Menurut Ari, teknologi ini baik untuk dikembangkan karena akan mengurangi risiko bedah yang akan dialami pasien. Teknologi modern ini pun semakin bermanfaat digunakan bagi pasien yang daya tahan tubuhnya sudah tidak kuat. “Bagi orang-orang tua yang tidak kuat dan kira-kira berumur 60 hingga 80-an, tindakan tanpa melakukan bedah besar sangat menolongnya,” katanya.
Ari mengatakan teknologi endoskopi sebenarnya sudah ada di Indonesia. Namun kebanyakan kualitasnya hanya tingkat standar. Alat berkamera mikro itu biasanya hanya dimasukkan ke saluran pencernaan pasien hingga di usus besar dan digunakan untuk melihat kondisi saluran pencernaan yang bermasalah.

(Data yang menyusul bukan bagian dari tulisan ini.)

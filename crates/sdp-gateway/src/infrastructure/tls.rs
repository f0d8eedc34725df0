//! Gate 2: per-connection TLS configuration bound to the admitted device.
//!
//! Every TCP connection that passes Gate 1 carries the [`Device`] whose
//! knock admitted it.  [`ServerTls::config_for`] builds a rustls
//! `ServerConfig` whose client-certificate verifier accepts exactly that
//! device's certificate:
//!
//! - `CertFingerprint` bindings pin the SHA-256 of the DER certificate.
//!   No CA is involved; self-signed device certificates are fine.
//! - `SubjectCommonName` bindings first verify the chain against the
//!   configured client CA bundle (rustls' WebPKI verifier), then require the
//!   subject CN to equal the binding.
//!
//! A certificate that does not match aborts the handshake, so no application
//! byte from an unbound device ever reaches the upstream service.

use std::path::Path;
use std::sync::Arc;

use rustls::client::danger::HandshakeSignatureValid;
use rustls::crypto::CryptoProvider;
use rustls::pki_types::{CertificateDer, PrivateKeyDer, UnixTime};
use rustls::server::danger::{ClientCertVerified, ClientCertVerifier};
use rustls::server::{ClientHello, ResolvesServerCert, WebPkiClientVerifier};
use rustls::sign::CertifiedKey;
use rustls::{
    CertificateError, DigitallySignedStruct, DistinguishedName, RootCertStore, ServerConfig,
    SignatureScheme,
};
use sdp_core::tls::{self as core_tls, TlsConfigError};
use sdp_core::{Device, DeviceId, IdentityBinding};
use tracing::debug;

// ── Server certificate ────────────────────────────────────────────────────────

/// Always presents the gateway's one certificate.
#[derive(Debug)]
struct SingleCertResolver(Arc<CertifiedKey>);

impl ResolvesServerCert for SingleCertResolver {
    fn resolve(&self, _client_hello: ClientHello<'_>) -> Option<Arc<CertifiedKey>> {
        Some(Arc::clone(&self.0))
    }
}

// ── Client certificate verification ───────────────────────────────────────────

/// Accepts only the certificate bound to one device.
#[derive(Debug)]
pub struct DeviceBoundClientVerifier {
    device_id: DeviceId,
    binding: IdentityBinding,
    /// Chain verifier, present for common-name bindings.
    chain: Option<Arc<dyn ClientCertVerifier>>,
    provider: Arc<CryptoProvider>,
}

impl DeviceBoundClientVerifier {
    /// # Errors
    ///
    /// Returns [`TlsConfigError::Verifier`] when `device` is bound by common
    /// name and no client CA is configured.
    pub fn new(
        device: &Device,
        chain: Option<Arc<dyn ClientCertVerifier>>,
        provider: Arc<CryptoProvider>,
    ) -> Result<Self, TlsConfigError> {
        let chain = if device.identity.requires_ca() {
            Some(chain.ok_or_else(|| {
                TlsConfigError::Verifier(format!(
                    "device {} is bound by common name but no client CA is configured",
                    device.device_id
                ))
            })?)
        } else {
            None
        };
        Ok(Self {
            device_id: device.device_id.clone(),
            binding: device.identity.clone(),
            chain,
            provider,
        })
    }
}

impl ClientCertVerifier for DeviceBoundClientVerifier {
    fn offer_client_auth(&self) -> bool {
        true
    }

    fn client_auth_mandatory(&self) -> bool {
        true
    }

    fn root_hint_subjects(&self) -> &[DistinguishedName] {
        match &self.chain {
            Some(chain) => chain.root_hint_subjects(),
            None => &[],
        }
    }

    fn verify_client_cert(
        &self,
        end_entity: &CertificateDer<'_>,
        intermediates: &[CertificateDer<'_>],
        now: UnixTime,
    ) -> Result<ClientCertVerified, rustls::Error> {
        if let Some(chain) = &self.chain {
            chain.verify_client_cert(end_entity, intermediates, now)?;
        }

        let presented = core_tls::presented_identity(end_entity.as_ref());
        if self.binding.matches(&presented) {
            Ok(ClientCertVerified::assertion())
        } else {
            debug!(
                device_id = %self.device_id,
                presented = %hex::encode(presented.fingerprint),
                "client certificate does not match device binding"
            );
            Err(rustls::Error::InvalidCertificate(
                CertificateError::ApplicationVerificationFailure,
            ))
        }
    }

    fn verify_tls12_signature(
        &self,
        message: &[u8],
        cert: &CertificateDer<'_>,
        dss: &DigitallySignedStruct,
    ) -> Result<HandshakeSignatureValid, rustls::Error> {
        rustls::crypto::verify_tls12_signature(
            message,
            cert,
            dss,
            &self.provider.signature_verification_algorithms,
        )
    }

    fn verify_tls13_signature(
        &self,
        message: &[u8],
        cert: &CertificateDer<'_>,
        dss: &DigitallySignedStruct,
    ) -> Result<HandshakeSignatureValid, rustls::Error> {
        rustls::crypto::verify_tls13_signature(
            message,
            cert,
            dss,
            &self.provider.signature_verification_algorithms,
        )
    }

    fn supported_verify_schemes(&self) -> Vec<SignatureScheme> {
        self.provider
            .signature_verification_algorithms
            .supported_schemes()
    }
}

// ── Config factory ────────────────────────────────────────────────────────────

/// The gateway's TLS identity plus the optional client CA.
#[derive(Debug)]
pub struct ServerTls {
    certified: Arc<CertifiedKey>,
    chain: Option<Arc<dyn ClientCertVerifier>>,
    provider: Arc<CryptoProvider>,
}

impl ServerTls {
    /// # Errors
    ///
    /// Returns [`TlsConfigError`] if the key is unusable or the client CA
    /// bundle cannot back a verifier.
    pub fn new(
        certs: Vec<CertificateDer<'static>>,
        key: PrivateKeyDer<'static>,
        client_roots: Option<RootCertStore>,
    ) -> Result<Self, TlsConfigError> {
        let provider = core_tls::provider();
        let signing_key = provider.key_provider.load_private_key(key)?;
        let certified = Arc::new(CertifiedKey::new(certs, signing_key));
        let chain = match client_roots {
            Some(roots) => Some(
                WebPkiClientVerifier::builder_with_provider(Arc::new(roots), Arc::clone(&provider))
                    .build()
                    .map_err(|e| TlsConfigError::Verifier(e.to_string()))?,
            ),
            None => None,
        };
        Ok(Self {
            certified,
            chain,
            provider,
        })
    }

    /// Loads the server certificate chain, key and optional client CA bundle
    /// from PEM files.
    pub fn from_files(
        cert_path: &Path,
        key_path: &Path,
        client_ca_path: Option<&Path>,
    ) -> Result<Self, TlsConfigError> {
        let certs = core_tls::load_certs(cert_path)?;
        let key = core_tls::load_private_key(key_path)?;
        let roots = client_ca_path.map(core_tls::load_root_store).transpose()?;
        Self::new(certs, key, roots)
    }

    pub fn has_client_ca(&self) -> bool {
        self.chain.is_some()
    }

    /// Builds the server config for a connection admitted on behalf of
    /// `device`.
    pub fn config_for(&self, device: &Device) -> Result<Arc<ServerConfig>, TlsConfigError> {
        let verifier = DeviceBoundClientVerifier::new(
            device,
            self.chain.clone(),
            Arc::clone(&self.provider),
        )?;
        let config = ServerConfig::builder_with_provider(Arc::clone(&self.provider))
            .with_safe_default_protocol_versions()?
            .with_client_cert_verifier(Arc::new(verifier))
            .with_cert_resolver(Arc::new(SingleCertResolver(Arc::clone(&self.certified))));
        Ok(Arc::new(config))
    }
}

Namun, dengan peningkatan kualitas endoskopi itu, dokter tidak hanya menganalisis, tapi juga bisa memberikan tindakan hingga di kawasan empedu. “Kalau ada tumor atau saluran empedu tersumbat, bisa langsung diangkat jaringannya melalui jarum,” jelasnya.
Sementara itu, Prof Hisao Tajiri (President Japanese Gastroenterological Endoscopy Society/JGES) mengatakan bahwa workshop endoskopi saluran cerna tingkat lanjut yang diberikan tim ahli dari Jepang ini merupakan bentuk dukungan bagi PEGI.
“Pelatihan hands on ini diharapkan dapat meningkatkan kemampuan dokter spesialis penyakit dalam terkait advanced endoscopy di regional, termasuk Indonesia,” pungkasnya.